The assessment included 289 survey responses, 18 key-informant interviews and six focus groups, and combined those primary data with federal, state and county secondary sources, Caitlin said. "For our survey, we were able to include 289 responses," she said, and added that the sample achieved a 95% confidence interval for representativeness of the Sky Valley area.

Why it matters: The Sky Valley region (covering Monroe and nearby ZIP codes) has a higher share of residents with limited English proficiency and fewer local health providers than neighboring counties, increasing the likelihood that people with low incomes or limited English will face barriers to services. The report notes that fewer than 13% of housing units are affordable at 60% of area median income and that 37% of owners with a mortgage and 42% of renters are housing-cost burdened.

Key findings include elevated measures of mental-health distress — the report cites a 26% diagnosis rate for depression and a 17% rate of frequent mental distress among adults in Sky Valley — and youth mental-health concerns, including a reported 9.5% rate of suicide attempts among eighth graders on the Healthy Youth Survey. The assessment also documents higher-than-average opioid-overdose rates in parts of the region and ongoing shortages of primary care and dental providers, particularly for patients who rely on Medicaid or Medicare.

The report lists transportation and child care as additional barriers to employment and services: more than 17% of commuters travel more than one hour to work, and respondents cited cost and lack of available slots as top barriers to child care. Food insecurity appeared in interviews and 2-1-1 call data as a recurring need, and local food providers told assessors they are managing reduced federal support and requests for culturally specific food options.

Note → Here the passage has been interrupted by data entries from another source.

// End-to-end: the directory view loading from a live server.

use std::net::SocketAddr;
use std::sync::Arc;

use anyhow::{anyhow, Result};
use tokio::net::TcpListener;

use dota_players::api::create_router;
use dota_players::api::handlers::AppState;
use dota_players::config::settings::AppConfig;
use dota_players::directory::{Player, PlayerSource, StaticDirectory};
use dota_players::view::render::{render_page, NO_RESULTS_TEXT};
use dota_players::view::{DirectoryClient, DirectoryView, LoadState, TeamFilter};

struct FailingDirectory;

impl PlayerSource for FailingDirectory {
    fn players(&self) -> Result<&[Player]> {
        Err(anyhow!("directory unavailable"))
    }
}

async fn spawn_server(source: Arc<dyn PlayerSource>) -> SocketAddr {
    let listener = TcpListener::bind("127.0.0.1:0").await.unwrap();
    let addr = listener.local_addr().unwrap();
    let app = create_router(Arc::new(AppState::new(source)));
    tokio::spawn(async move {
        axum::serve(listener, app).await.unwrap();
    });
    addr
}

async fn load_view(base_url: &str) -> DirectoryView {
    let config = AppConfig::new();
    let client = DirectoryClient::new(base_url, config.view.user_agent).unwrap();
    let mut view = DirectoryView::new();
    view.settle(client.fetch().await);
    view
}

fn ids(view: &DirectoryView) -> Vec<String> {
    view.displayed().iter().map(|p| p.id.clone()).collect()
}

#[tokio::test]
async fn test_view_loads_full_directory() {
    let addr = spawn_server(Arc::new(StaticDirectory)).await;

    let view = load_view(&format!("http://{}", addr)).await;

    match view.state() {
        LoadState::Ready(players) => {
            assert_eq!(players.len(), 20);
            assert_eq!(players[0].name, "Ame");
        }
        other => panic!("expected ready view, got {:?}", other),
    }
    assert_eq!(view.stats().teams, 5);
    assert_eq!(view.stats().tournaments, 9);
}

#[tokio::test]
async fn test_search_ame_keeps_all_teams() {
    let addr = spawn_server(Arc::new(StaticDirectory)).await;
    let mut view = load_view(&format!("http://{}", addr)).await;

    view.set_search("ame");

    let shown = ids(&view);
    assert!(shown.contains(&"1".to_string()));
    assert_eq!(view.team(), &TeamFilter::All);
    for player in view.displayed() {
        let matched = player.name.to_lowercase().contains("ame")
            || player.real_name.to_lowercase().contains("ame");
        assert!(matched, "{} should not be shown", player.name);
    }
}

#[tokio::test]
async fn test_team_filter_lgd() {
    let addr = spawn_server(Arc::new(StaticDirectory)).await;
    let mut view = load_view(&format!("http://{}", addr)).await;

    view.set_team(TeamFilter::from("LGD Gaming"));

    assert_eq!(ids(&view), vec!["6", "7", "8", "9", "10"]);
}

#[tokio::test]
async fn test_no_match_renders_no_results() {
    colored::control::set_override(false);
    let addr = spawn_server(Arc::new(StaticDirectory)).await;
    let mut view = load_view(&format!("http://{}", addr)).await;

    view.set_search("zzz-no-match");

    let page = render_page(&view, AppConfig::new().view.date_format);
    assert!(view.displayed().is_empty());
    assert!(page.contains(NO_RESULTS_TEXT));
}

#[tokio::test]
async fn test_transport_failure_settles_in_error() {
    colored::control::set_override(false);
    // Reserve a port, then release it so nothing is listening.
    let listener = TcpListener::bind("127.0.0.1:0").await.unwrap();
    let addr = listener.local_addr().unwrap();
    drop(listener);

    let view = load_view(&format!("http://{}", addr)).await;

    match view.state() {
        LoadState::Error(message) => assert!(!message.is_empty()),
        other => panic!("expected error view, got {:?}", other),
    }
    let page = render_page(&view, AppConfig::new().view.date_format);
    assert!(view.displayed().is_empty());
    assert!(!page.contains("Tournaments ("));
}

#[tokio::test]
async fn test_server_reported_failure_settles_in_error() {
    let addr = spawn_server(Arc::new(FailingDirectory)).await;

    let view = load_view(&format!("http://{}", addr)).await;

    assert_eq!(
        view.state(),
        &LoadState::Error("Failed to fetch player data".to_string())
    );
}
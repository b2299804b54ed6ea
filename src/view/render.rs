use std::fmt::Write as _;

use chrono::NaiveDate;
use colored::Colorize;

use crate::directory::{Player, Tournament};
use super::state::{DirectoryView, LoadState};

pub const TITLE: &str = "Chinese Dota 2 Players";
pub const SUBTITLE: &str = "Tier 1 Tournament Participants in 2025";
pub const LOADING_TEXT: &str = "Loading Chinese Dota 2 players data...";
pub const NO_RESULTS_TEXT: &str = "No players found matching your search criteria.";
pub const FOOTER_TEXT: &str =
    "Data represents Chinese Dota 2 players participating in Liquipedia Tier 1 tournaments during 2025";

/// Render the whole page for the current view state.
pub fn render_page(view: &DirectoryView, date_format: &str) -> String {
    match view.state() {
        LoadState::Loading => format!("{}\n", LOADING_TEXT.dimmed()),
        LoadState::Error(message) => format!("{}\n", format!("Error: {}", message).red().bold()),
        LoadState::Ready(_) => render_ready(view, date_format),
    }
}

fn render_ready(view: &DirectoryView, date_format: &str) -> String {
    let mut out = String::new();
    render_header(&mut out, view);
    render_filters(&mut out, view);

    let displayed = view.displayed();
    if displayed.is_empty() {
        let _ = writeln!(out, "{}\n", NO_RESULTS_TEXT.yellow());
    } else {
        for player in displayed {
            render_card(&mut out, player, date_format);
        }
    }

    let _ = writeln!(out, "{}", FOOTER_TEXT.dimmed());
    out
}

fn render_header(out: &mut String, view: &DirectoryView) {
    let stats = view.stats();
    let _ = writeln!(out, "{}", TITLE.bold());
    let _ = writeln!(out, "{}\n", SUBTITLE);
    let _ = writeln!(
        out,
        "  {} Total Players   {} Teams   {} Tournaments\n",
        stats.players.to_string().bold(),
        stats.teams.to_string().bold(),
        stats.tournaments.to_string().bold(),
    );
}

fn render_filters(out: &mut String, view: &DirectoryView) {
    let _ = writeln!(out, "Search: \"{}\"   Team: {}\n", view.search(), view.team().label().cyan());
}

fn render_card(out: &mut String, player: &Player, date_format: &str) {
    let _ = writeln!(out, "{}  [{}]", player.name.bold(), player.team.magenta());
    let _ = writeln!(out, "{}", player.real_name.italic());
    let _ = writeln!(out, "Tournaments ({})", player.tournaments.len());
    for tournament in &player.tournaments {
        render_tournament(out, tournament, date_format);
    }
    out.push('\n');
}

fn render_tournament(out: &mut String, tournament: &Tournament, date_format: &str) {
    let _ = writeln!(
        out,
        "  - {}  {}",
        tournament.name,
        format_date(tournament.date, date_format).dimmed()
    );
}

pub fn format_date(date: NaiveDate, date_format: &str) -> String {
    date.format(date_format).to_string()
}

/// Team selector options, one per line, marking the active one.
pub fn render_team_options(view: &DirectoryView) -> String {
    let mut out = String::new();
    for option in view.team_options() {
        let marker = if &option == view.team() { "*" } else { " " };
        let _ = writeln!(out, "{} {}", marker, option.label());
    }
    out
}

Quotes from the meeting: Caitlin summarized the scope and data sources and emphasized the prominence of housing as a top concern: "This assessment was first done in 2021... For our survey, we were able to include 289 responses." A member of the public commenting during Q&A said bluntly of youth mental-health findings, "Kinda disheartening. Kinda made me kinda sad. Eighth grader suicide."

Recommendations and next steps: The presentation released a set of broad recommendations: support affordable-housing production and emergency housing, improve the behavioral-health and substance-use continuum (including rapid-response services), increase access to medical, dental and nutrition services, improve regional transportation and traffic safety, expand affordable child care and after-school programs, and advocate for a community drop-in center to provide basic needs and housing navigation. Caitlin said the city will use the assessment to pursue grant funding and that the human services coordinator, Rachel, is the staff contact for follow-up and strategic planning.

What was not decided: The Planning Commission received the presentation and discussed follow-up but did not take formal action on policy changes at the meeting. The presenter said the full report and slides are in the meeting packet and that the city council previously adopted the report by resolution.

Ending: Commissioners and members of the public asked staff about how the city and county will maintain up-to-date data between five-year assessments; staff said regularly convened program partners and the Human Services Advisory Board help "keep a finger on the pulse," and that the assessment is intended as a tool to guide grant-seeking and a five-year strategic plan.